Comments: 0 · Posts: 10616 · Topics: 40
Per you're own words..

I haven't seen him in two weeks.
And based on what he told me on the phone he isn't going to see me any time soon.
I am just really confused.
Now when I contact him I feel like I bothering him.
This weekend he texted me and we went back and forth for a bit, then he just fell off.
Sometimes I hear from him then sometimes not.

Go back and read your own words. Does this seem like a guy whose interested in forming a real connection with you? He would have to be available to do that and he's not.

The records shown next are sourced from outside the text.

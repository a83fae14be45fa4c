use axum::{
    body::Body,
    extract::{rejection::JsonRejection, FromRequest, FromRequestParts, Request},
    http::request::Parts,
    response::{IntoResponse, Response},
    Json,
};
use serde::de::DeserializeOwned;

use crate::core::error::AppError;
use crate::features::auth::models::AuthenticatedUser;

/// Custom JSON extractor that provides consistent error responses
pub struct AppJson<T>(pub T);

impl<T, S> FromRequest<S> for AppJson<T>
where
    T: DeserializeOwned,
    S: Send + Sync,
{
    type Rejection = AppJsonRejection;

    async fn from_request(req: Request<Body>, state: &S) -> Result<Self, Self::Rejection> {
        match Json::<T>::from_request(req, state).await {
            Ok(value) => Ok(Self(value.0)),
            Err(rejection) => Err(AppJsonRejection(rejection)),
        }
    }
}

pub struct AppJsonRejection(JsonRejection);

impl IntoResponse for AppJsonRejection {
    fn into_response(self) -> Response {
        let message = match self.0 {
            JsonRejection::JsonDataError(err) => format!("Invalid JSON data: {}", err),
            JsonRejection::JsonSyntaxError(err) => format!("Invalid JSON syntax: {}", err),
            JsonRejection::MissingJsonContentType(err) => {
                format!("Missing JSON content type: {}", err)
            }
            _ => "Failed to parse JSON body".to_string(),
        };

        AppError::BadRequest(message).into_response()
    }
}

impl<S> FromRequestParts<S> for AuthenticatedUser
where
    S: Send + Sync,
{
    type Rejection = AppError;

    async fn from_request_parts(parts: &mut Parts, _state: &S) -> Result<Self, Self::Rejection> {
        parts
            .extensions
            .get::<AuthenticatedUser>()
            .cloned()
            .ok_or_else(|| AppError::Unauthorized("Authentication required".to_string()))
    }
}
use chrono::Utc;
use sqlx::PgPool;
use std::sync::Arc;
use tracing::info;
use uuid::Uuid;

use crate::core::error::{AppError, Result};
use crate::features::auth::dtos::{
    AuthResponseDto, ChangePasswordDto, LoginDto, RegisterDto, UpdateProfileDto, UserResponseDto,
};
use crate::features::auth::models::{AuthenticatedUser, User};
use crate::features::auth::services::password;
use crate::features::auth::services::TokenService;
use crate::shared::constants::ROLE_USER;

/// Identity and session management: registration, login, token
/// verification, profile mutation.
pub struct AuthService {
    pool: PgPool,
    token_service: Arc<TokenService>,
}

impl AuthService {
    pub fn new(pool: PgPool, token_service: Arc<TokenService>) -> Self {
        Self {
            pool,
            token_service,
        }
    }

    /// Register a new account and issue a token immediately.
    ///
    /// Emails are stored lowercase; duplicates (case-insensitive) are a Conflict.
    pub async fn register(&self, dto: RegisterDto) -> Result<AuthResponseDto> {
        let email = dto.email.trim().to_lowercase();

        let existing = sqlx::query_as::<_, User>("SELECT * FROM users WHERE email = $1")
            .bind(&email)
            .fetch_optional(&self.pool)
            .await?;

        if existing.is_some() {
            return Err(AppError::Conflict(
                "An account with this email already exists".to_string(),
            ));
        }

        let password_hash = password::hash_password(&dto.password)?;

        let user = sqlx::query_as::<_, User>(
            r#"
            INSERT INTO users (id, name, email, password_hash, role)
            VALUES ($1, $2, $3, $4, $5)
            RETURNING *
            "#,
        )
        .bind(Uuid::new_v4())
        .bind(dto.name.trim())
        .bind(&email)
        .bind(&password_hash)
        .bind(ROLE_USER)
        .fetch_one(&self.pool)
        .await
        .map_err(|e| match &e {
            // Lost the insert race with a concurrent registration
            sqlx::Error::Database(db) if db.is_unique_violation() => {
                AppError::Conflict("An account with this email already exists".to_string())
            }
            _ => AppError::Database(e),
        })?;

        info!("User registered: id={}, email={}", user.id, user.email);

        let (token, expires_at) = self.token_service.issue(user.id)?;

        Ok(AuthResponseDto {
            user: user.into(),
            token,
            expires_at,
        })
    }

    /// Authenticate with email + password.
    ///
    /// Missing account, deactivated account, and wrong password all collapse
    /// into one generic error so callers cannot enumerate users.
    pub async fn login(&self, dto: LoginDto) -> Result<AuthResponseDto> {
        let email = dto.email.trim().to_lowercase();

        let user = sqlx::query_as::<_, User>("SELECT * FROM users WHERE email = $1")
            .bind(&email)
            .fetch_optional(&self.pool)
            .await?
            .ok_or_else(Self::invalid_credentials)?;

        if !user.is_active {
            return Err(Self::invalid_credentials());
        }

        if !password::verify_password(&dto.password, &user.password_hash)? {
            return Err(Self::invalid_credentials());
        }

        let user = sqlx::query_as::<_, User>(
            "UPDATE users SET last_login = $1, updated_at = $1 WHERE id = $2 RETURNING *",
        )
        .bind(Utc::now())
        .bind(user.id)
        .fetch_one(&self.pool)
        .await?;

        info!("User logged in: id={}", user.id);

        let (token, expires_at) = self.token_service.issue(user.id)?;

        Ok(AuthResponseDto {
            user: user.into(),
            token,
            expires_at,
        })
    }

    fn invalid_credentials() -> AppError {
        AppError::Unauthorized("Invalid credentials".to_string())
    }

    /// Verify a bearer token and resolve it to a live, active account.
    ///
    /// Used by the auth middleware on every protected request.
    pub async fn authenticate_token(&self, token: &str) -> Result<AuthenticatedUser> {
        let claims = self.token_service.verify(token)?;

        let user = sqlx::query_as::<_, User>("SELECT * FROM users WHERE id = $1")
            .bind(claims.sub)
            .fetch_optional(&self.pool)
            .await?
            .ok_or_else(|| AppError::Unauthorized("Account no longer exists".to_string()))?;

        if !user.is_active {
            return Err(AppError::Unauthorized(
                "Account has been deactivated".to_string(),
            ));
        }

        Ok(AuthenticatedUser::from(&user))
    }

    pub async fn get_profile(&self, user_id: Uuid) -> Result<UserResponseDto> {
        let user = self.fetch_user(user_id).await?;
        Ok(user.into())
    }

    /// Update name and/or avatar; all other account fields are immutable here.
    pub async fn update_profile(
        &self,
        user_id: Uuid,
        dto: UpdateProfileDto,
    ) -> Result<UserResponseDto> {
        let user = sqlx::query_as::<_, User>(
            r#"
            UPDATE users
            SET name = COALESCE($1, name),
                avatar = COALESCE($2, avatar),
                updated_at = NOW()
            WHERE id = $3
            RETURNING *
            "#,
        )
        .bind(dto.name.as_deref().map(str::trim))
        .bind(dto.avatar.as_deref())
        .bind(user_id)
        .fetch_optional(&self.pool)
        .await?
        .ok_or_else(|| AppError::NotFound("User not found".to_string()))?;

        info!("Profile updated: id={}", user.id);

        Ok(user.into())
    }

    /// Change the account password after verifying the current one.
    pub async fn change_password(&self, user_id: Uuid, dto: ChangePasswordDto) -> Result<()> {
        let user = self.fetch_user(user_id).await?;

        if !password::verify_password(&dto.current_password, &user.password_hash)? {
            return Err(AppError::BadRequest(
                "Current password is incorrect".to_string(),
            ));
        }

        let new_hash = password::hash_password(&dto.new_password)?;

        sqlx::query("UPDATE users SET password_hash = $1, updated_at = NOW() WHERE id = $2")
            .bind(&new_hash)
            .bind(user_id)
            .execute(&self.pool)
            .await?;

        info!("Password changed: id={}", user_id);

        Ok(())
    }

    async fn fetch_user(&self, user_id: Uuid) -> Result<User> {
        sqlx::query_as::<_, User>("SELECT * FROM users WHERE id = $1")
            .bind(user_id)
            .fetch_optional(&self.pool)
            .await?
            .ok_or_else(|| AppError::NotFound("User not found".to_string()))
    }
}
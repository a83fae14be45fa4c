pub mod config;
pub mod database;
pub mod error;
pub mod extractor;
pub mod middleware;
pub mod openapi;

Either you're not dating and assumed you're dating him. What I mean is this. Did he tell you verbally that he's dating you? Meaning you both discussed what you're both doing as in getting a verbal from him he's dating you and no one else and I have to wonder if this was even discussed if he can't acknowledge if he likes you or not..

I'd say drop him, keep your options open and eyes peeled for the right guy.

Because here's the thing. He know he's half assing you and yet you're still right there, available, open, communicating which is TEACHING him he can fall off and come back when he chooses and you'll still answer and be available.

So what has to happen is you have to stop teaching him through your own behavior that its okay to leave and come back when it's convenient for him.

You have to have your own standards, rules, boundaries to protect you from falling for the WRONG guy. At this stage in your life having a way to quickly weed out the bad unavailable guys is pertinent.

Before I met the man I married one important rule for me was once a guy goes cold I will not sit around waiting, nor wondering about him, I'm moving on and I did. Another boundary was raise my standards, I don't deserve to be dropped and once he fall off he won't get another chance to do it again.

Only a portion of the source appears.